Leadership, Culture, and Team-Building

[57:48], [59:16], [60:42], [61:07], [62:48]

• Transition from Math to CEO:

  • “I learned that ego is a really, really bad thing and we should just basically get rid of it.” — Carina Hong [59:16]

• Hiring Principles:

  • “We hire people for taste, but not for ego...when we are excited, we just go after that person.” — Carina Hong [59:46]
  • Assembled a founding team of world-class mathematicians and AI researchers—prizes alignment and culture of intellectual excitement and adventure.

• Company Culture:

  • Flat, non-hierarchical, debate encouraged, recruiting bar continually raised, successful in attracting “tribe” of like-minded talent.

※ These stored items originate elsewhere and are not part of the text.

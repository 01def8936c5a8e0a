use std::fs::OpenOptions;
use std::path::Path;
use std::sync::Mutex;
use tracing_subscriber::EnvFilter;

pub const LOG_FILTER_ENV: &str = "QUIZ_LOG";

/// Route `tracing` output to an append-only file; the terminal belongs to
/// the TUI. Filter directives come from `QUIZ_LOG`, defaulting to `info`.
pub fn init(path: &Path) -> std::io::Result<()> {
    if let Some(parent) = path.parent() {
        std::fs::create_dir_all(parent)?;
    }
    let file = OpenOptions::new().create(true).append(true).open(path)?;

    let filter =
        EnvFilter::try_from_env(LOG_FILTER_ENV).unwrap_or_else(|_| EnvFilter::new("info"));

    let result = tracing_subscriber::fmt()
        .with_env_filter(filter)
        .with_writer(Mutex::new(file))
        .with_ansi(false)
        .with_target(true)
        .try_init();
    if result.is_err() {
        tracing::debug!("tracing subscriber already installed");
    }
    Ok(())
}
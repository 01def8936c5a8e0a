use std::fs;
use std::path::{Path, PathBuf};

const NOTE_EXTENSIONS: [&str; 2] = ["md", "txt"];

/// List the markdown and text files directly inside `notes_dir`.
pub fn get_note_files(notes_dir: &Path) -> Vec<PathBuf> {
    let mut files = Vec::new();

    if notes_dir.is_dir()
        && let Ok(entries) = fs::read_dir(notes_dir)
    {
        for entry in entries.flatten() {
            let path = entry.path();
            if path.is_file()
                && let Some(ext) = path.extension().and_then(|e| e.to_str())
                && NOTE_EXTENSIONS.contains(&ext.to_ascii_lowercase().as_str())
            {
                files.push(path);
            }
        }
    }

    files.sort();
    files
}

pub fn load_note_file(path: &Path) -> std::io::Result<String> {
    fs::read_to_string(path)
}

#[cfg(test)]
mod tests {
    use super::*;

    #[test]
    fn test_get_note_files_filters_extensions() {
        let dir = tempfile::tempdir().unwrap();
        fs::write(dir.path().join("b.md"), "b").unwrap();
        fs::write(dir.path().join("a.txt"), "a").unwrap();
        fs::write(dir.path().join("c.MD"), "c").unwrap();
        fs::write(dir.path().join("deck.csv"), "q,a").unwrap();
        fs::create_dir(dir.path().join("nested.md")).unwrap();

        let files = get_note_files(dir.path());
        let names: Vec<String> = files
            .iter()
            .map(|p| p.file_name().unwrap().to_string_lossy().to_string())
            .collect();
        assert_eq!(names, vec!["a.txt", "b.md", "c.MD"]);
    }

    #[test]
    fn test_get_note_files_missing_dir() {
        let dir = tempfile::tempdir().unwrap();
        assert!(get_note_files(&dir.path().join("missing")).is_empty());
    }

    #[test]
    fn test_load_note_file() {
        let dir = tempfile::tempdir().unwrap();
        let path = dir.path().join("notes.md");
        fs::write(&path, "## Heading\n- bullet").unwrap();
        assert_eq!(load_note_file(&path).unwrap(), "## Heading\n- bullet");
    }
}
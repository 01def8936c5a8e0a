pub mod client;
pub mod generator;
#[cfg(test)]
pub mod mock;
pub mod prompts;

// Public API exports
pub use client::{CompletionRequest, LlmProvider, ModelConfig, OpenRouterClient, DEFAULT_MODEL};
pub use generator::{
    generate_quiz, generate_summary, get_clarification, parse_quiz_response,
    CLARIFICATION_FALLBACK, SUMMARY_FALLBACK,
};
pub use prompts::{ClarificationContext, GenerationOptions};
//! DMA buffer pools.
//!
//! Slab allocators over physically contiguous pages. Two flavours share
//! one slab core:
//!
//! - [`DmaObjectPool<T>`]: one page carved into `T`-sized slots, each
//!   constructed in place from a prototype value
//! - [`DmaBufferPool`]: `count` byte buffers of a size chosen at runtime,
//!   rounded up to whole pages
//!
//! Slot bookkeeping lives on the kernel heap, never inside the DMA pages,
//! so a device scribbling over its buffers cannot corrupt the free list.

use alloc::sync::Arc;
use alloc::vec::Vec;
use core::marker::PhantomData;
use core::mem::{align_of, size_of};
use core::sync::atomic::{AtomicU32, Ordering};
use spin::Mutex;

use crate::config::{align_up, pages_for, PAGE_SIZE};
use crate::error::{Error, Result};
use crate::hal::{DmaRegion, PageAllocator, PhysAddr};

/// Source of pool identities, so handles can be matched to their pool.
static NEXT_POOL_ID: AtomicU32 = AtomicU32::new(1);

/// An exclusively owned slot of a DMA pool.
///
/// Not `Clone`: ownership moves back to the pool on release.
#[derive(Debug, PartialEq, Eq)]
pub struct DmaHandle {
    pool: u32,
    slot: u16,
    virt: usize,
    phys: PhysAddr,
    size: usize,
}

impl DmaHandle {
    /// Kernel virtual address of the slot.
    pub fn virt(&self) -> usize {
        self.virt
    }

    /// Physical address of the slot.
    pub fn phys(&self) -> PhysAddr {
        self.phys
    }

    /// Slot size in bytes.
    pub fn size(&self) -> usize {
        self.size
    }
}

/// Free list plus ownership map for one slab.
struct SlotTable {
    /// Capacity-bounded stack of free slot indices.
    free: Vec<u16>,
    in_use: Vec<bool>,
}

impl SlotTable {
    fn new(count: usize) -> Self {
        let mut free = Vec::with_capacity(count);
        // Hand out low slots first.
        free.extend((0..count as u16).rev());
        Self {
            free,
            in_use: alloc::vec![false; count],
        }
    }

    fn acquire(&mut self) -> Option<u16> {
        let slot = self.free.pop()?;
        debug_assert!(!self.in_use[slot as usize], "free list held a live slot");
        self.in_use[slot as usize] = true;
        Some(slot)
    }

    fn release(&mut self, slot: u16) -> bool {
        match self.in_use.get(slot as usize) {
            Some(true) => {}
            _ => {
                log::error!("[DMA] release of slot {} that is not held", slot);
                return false;
            }
        }
        if self.free.len() == self.in_use.len() {
            log::error!("[DMA] free list overflow releasing slot {}", slot);
            return false;
        }
        self.in_use[slot as usize] = false;
        self.free.push(slot);
        true
    }
}

/// Shared slab core.
struct Slab {
    id: u32,
    region: DmaRegion,
    slot_size: usize,
    count: usize,
    slots: Mutex<SlotTable>,
}

impl Slab {
    fn new(
        allocator: &Arc<dyn PageAllocator>,
        slot_size: usize,
        count: usize,
        tag: &'static str,
    ) -> Result<Self> {
        if slot_size == 0 || count == 0 || count > u16::MAX as usize {
            return Err(Error::BufferTooSmall);
        }
        let region = DmaRegion::allocate(allocator, pages_for(slot_size * count), tag)?;
        log::debug!(
            "[DMA] pool '{}': {} x {} bytes at {:#x}",
            tag,
            count,
            slot_size,
            region.phys()
        );
        Ok(Self {
            id: NEXT_POOL_ID.fetch_add(1, Ordering::Relaxed),
            region,
            slot_size,
            count,
            slots: Mutex::new(SlotTable::new(count)),
        })
    }

    fn try_acquire(&self) -> Option<DmaHandle> {
        let slot = self.slots.lock().acquire()?;
        let offset = slot as usize * self.slot_size;
        Some(DmaHandle {
            pool: self.id,
            slot,
            virt: self.region.virt() + offset,
            phys: self.region.phys_at(offset),
            size: self.slot_size,
        })
    }

    fn release(&self, handle: DmaHandle) -> bool {
        if handle.pool != self.id {
            log::error!(
                "[DMA] handle from pool {} released into pool {}",
                handle.pool,
                self.id
            );
            return false;
        }
        self.slots.lock().release(handle.slot)
    }

    fn available(&self) -> usize {
        self.slots.lock().free.len()
    }

    /// Region offset of `handle`, checking it belongs here.
    fn offset_of(&self, handle: &DmaHandle) -> usize {
        assert_eq!(handle.pool, self.id, "DMA handle used with a foreign pool");
        handle.slot as usize * self.slot_size
    }
}

/// Pool of fixed-size byte buffers.
pub struct DmaBufferPool {
    slab: Slab,
}

impl DmaBufferPool {
    /// Create `count` buffers of `buffer_size` bytes.
    pub fn new(
        allocator: &Arc<dyn PageAllocator>,
        buffer_size: usize,
        count: usize,
        tag: &'static str,
    ) -> Result<Self> {
        Ok(Self {
            slab: Slab::new(allocator, buffer_size, count, tag)?,
        })
    }

    /// Take a free buffer; `None` means retry later.
    pub fn try_acquire(&self) -> Option<DmaHandle> {
        self.slab.try_acquire()
    }

    /// Take a free buffer or report [`Error::WouldBlock`].
    pub fn acquire(&self) -> Result<DmaHandle> {
        self.try_acquire().ok_or(Error::WouldBlock)
    }

    /// Return a buffer. Foreign or stale handles are logged and dropped.
    pub fn release(&self, handle: DmaHandle) {
        self.slab.release(handle);
    }

    /// Size of each buffer.
    pub fn buffer_size(&self) -> usize {
        self.slab.slot_size
    }

    /// Total buffers.
    pub fn capacity(&self) -> usize {
        self.slab.count
    }

    /// Buffers currently free.
    pub fn available(&self) -> usize {
        self.slab.available()
    }

    fn check_range(handle: &DmaHandle, offset: usize, len: usize) {
        assert!(offset + len <= handle.size, "access past end of DMA buffer");
    }

    /// Copy `data` into the buffer at `offset`.
    pub fn write(&self, handle: &DmaHandle, offset: usize, data: &[u8]) {
        Self::check_range(handle, offset, data.len());
        let base = self.slab.offset_of(handle);
        self.slab.region.write_bytes(base + offset, data);
    }

    /// Copy bytes at `offset` out of the buffer.
    pub fn read(&self, handle: &DmaHandle, offset: usize, out: &mut [u8]) {
        Self::check_range(handle, offset, out.len());
        let base = self.slab.offset_of(handle);
        self.slab.region.read_bytes(base + offset, out);
    }

    /// Fill `len` bytes at `offset` with `byte`.
    pub fn fill(&self, handle: &DmaHandle, offset: usize, len: usize, byte: u8) {
        Self::check_range(handle, offset, len);
        let base = self.slab.offset_of(handle);
        self.slab.region.fill(base + offset, len, byte);
    }
}

/// A typed slot from a [`DmaObjectPool`].
#[derive(Debug)]
pub struct DmaObject<T> {
    handle: DmaHandle,
    _marker: PhantomData<T>,
}

impl<T> DmaObject<T> {
    /// Physical address of the object.
    pub fn phys(&self) -> PhysAddr {
        self.handle.phys
    }

    /// Underlying untyped handle.
    pub fn handle(&self) -> &DmaHandle {
        &self.handle
    }
}

/// One page of in-place constructed `T` objects.
pub struct DmaObjectPool<T: Copy> {
    slab: Slab,
    prototype: T,
}

impl<T: Copy> DmaObjectPool<T> {
    /// Slot stride for `T`.
    pub const STRIDE: usize = align_up(size_of::<T>(), align_of::<T>());

    /// Carve one page into `T` slots, each initialised to `prototype`.
    pub fn new(allocator: &Arc<dyn PageAllocator>, prototype: T, tag: &'static str) -> Result<Self> {
        let count = PAGE_SIZE / Self::STRIDE;
        let slab = Slab::new(allocator, Self::STRIDE, count, tag)?;
        for slot in 0..count {
            slab.region.write(slot * Self::STRIDE, prototype);
        }
        Ok(Self { slab, prototype })
    }

    /// Take an object, reset to the prototype; `None` means retry later.
    pub fn try_acquire(&self) -> Option<DmaObject<T>> {
        let handle = self.slab.try_acquire()?;
        let object = DmaObject {
            handle,
            _marker: PhantomData,
        };
        self.write(&object, self.prototype);
        Some(object)
    }

    /// Return an object.
    pub fn release(&self, object: DmaObject<T>) {
        self.slab.release(object.handle);
    }

    /// Volatile read of the object.
    pub fn read(&self, object: &DmaObject<T>) -> T {
        self.slab.region.read(self.slab.offset_of(&object.handle))
    }

    /// Volatile write of the object.
    pub fn write(&self, object: &DmaObject<T>, value: T) {
        self.slab.region.write(self.slab.offset_of(&object.handle), value)
    }

    pub fn capacity(&self) -> usize {
        self.slab.count
    }

    pub fn available(&self) -> usize {
        self.slab.available()
    }
}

Notable Quotes & Memorable Moments

• On the core challenge:

  • “Building an AI that is 100% correct 100% of the time. Completely solving the hallucination problem or the stochastic issue—make AI perfect, the perfect prover.” — Matt Turck [20:18]

• On the future:

  • “I think this is going to be amazing. Ideas can diffuse between different fields...you have calculus, you have the industrial revolution...then you have the prototype of computer science. The rest is history.” — Carina Hong [52:20]

• On discovery:

  • “The curiosity and discovery is a basic human need and that definitely exists in...being used to motivate and inspire mathematical learning. That was a very beautiful process.” — Carina Hong [28:18]

Timeline & Timestamps

| Timestamp | Segment / Topic | |-----------|----------------| | [00:00–02:02] | The need for AI mathematicians & scope of math | | [03:06–04:05] | Putnam exam: Setup and Axiom’s achievement | | [04:13–05:07] | Solving open research conjectures with AI | | [05:31–06:58] | The role of creativity, intuition, and routine in mathematics | | [07:19–08:59] | Differences between AI and human mathematical reasoning | | [09:10–10:50] | What is Lean and why it matters | | [11:07–13:38] | The history of AI in math and comparative approaches (OpenAI, DeepMind, Axiom) | | [14:28–15:06] | Formal vs. informal reasoning; auto-formalization challenges | | [16:06–19:13] | Verification, RLVR, and eliminating hallucinations | | [20:46–23:45] | How generalizable is Axiom’s approach; moving from math to other scientific domains | | [24:53–28:18] | Carina’s personal journey: China, MIT, Ross Math Camp | | [29:53–32:00] | Transition to neuroscience, law, and founding Axiom | | [34:06–36:47] | Axiom’s technical architecture and new product launch | | [38:40–40:14] | Data scarcity & synthetic Lean data generation | | [43:10–45:19] | Internal benchmarks and scaling bottlenecks in proof AI | | [46:32–47:49] | Can AI win a Fields Medal? The real challenge in research math | | [47:49–52:20] | The future: mathematical and scientific renaissance | | [53:25–55:47] | Industry applications of verified AI: going beyond research | | [56:01–57:25] | Math community response; formal proofs increase trust | | [57:48–63:22] | Leadership, hiring, and founding an elite, adventurous team |

This episode offers a rare, detailed look at the future of automated mathematical reasoning and proof, the technical, philosophical, and societal shifts it will drive, and the remarkable journey of one of its pioneers.